Russia, by contrast, is struggling to keep its Olympic luster. After the Soviet Union fell, sports funding dried up. With no income to support them, some athletes found refuge in the crime world. Others, who might normally have passed on their knowledge to the next generation, simply left the country, with top coaches Tatiana Tarasova and Tamara Moskvina both settling in America. Russia went from 23 medals at the 1994 Lillehammer Games to 13 at Salt Lake City in 2002. After Russia's uninspired showing at the last Winter Games, President Vladimir Putin lamented the country's parlous medical state—half of all Russian children and teenagers were in poor health—and emphasized the need for sports to improve the situation. Calls were made for 20% of former Soviet sport facilities that had been turned into markets to be restored. Four years on, many markets have been shuttered, but few have been converted back into athletic centers. "There used to be more financial support from the government," acknowledges Oleg Vasiliev, a Russian skating coach in Torino who won a pairs gold at Sarajevo in 1984. "The old system is over, and we are building a new system."

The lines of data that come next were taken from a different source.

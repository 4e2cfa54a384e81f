//! Terminal UI: key mapping and rendering

pub mod input;
pub mod render;

pub use input::{map_key, Action};
pub use render::render;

The new system relies on private money to bankroll athletes once taken care of by the state. Big Russian businesses like Lukoil and Sberbank have coughed up at least $300,000 each as sport sponsors. Eminent coaches like Tarasova and Moskvina returned from overseas to a Russia where some parents were now willing to pay lavishly for private lessons. Even the Russian Olympic Committee stepped in, offering a $50,000 reward to gold medallists. In figure skating, at least, this commercially driven program is churning out champions. Three nights after the Russian pair claimed gold, Siberian native Evgeny Plushenko, whose childhood rink had closed for lack of funding, captured Russia's fourth consecutive gold in men's figure skating. (Compatriot Irina Slutskaya is also favored to win this week's women's event.) The 23-year-old Plushenko, whose choice of the Godfather theme for his long program was rather cheeky at a Games hosted by Italy, was equally bold on the ice, opening his routine with an awesome combination of a quadruple toe loop, a triple toe loop and a double toe loop, followed by a triple Axel-double toe. Although his athleticism and signature Sex Bomb exhibition routines—he skates to the Tom Jones song wearing a skin-colored muscle suit—have made Plushenko a pin-up star back home, the Russian tellingly avoided paying homage to the state as Soviet athletes once felt obliged to do. "I have a great coach," said Plushenko, dodging a question about whether his victory was rooted in the Russian sports system. "I have also something inside me."
The Chinese figure-skating team presented a more patriotic front. "The skating spirit of the pairs teams will inspire other Chinese athletes to train harder for the 2008 Olympics in Beijing," predicted Wang Yitao, secretary general of the Chinese delegation in Torino. Wang surely must be pleased: Back in 1995, China's State General Administration of Sport published an "Olympic Glory Winning Plan" that included figure skating, short-track speedskating and speedskating. By the end of the first week in Torino, China had captured medals in all three sports. The offspring of the dragons were off to a fiery start.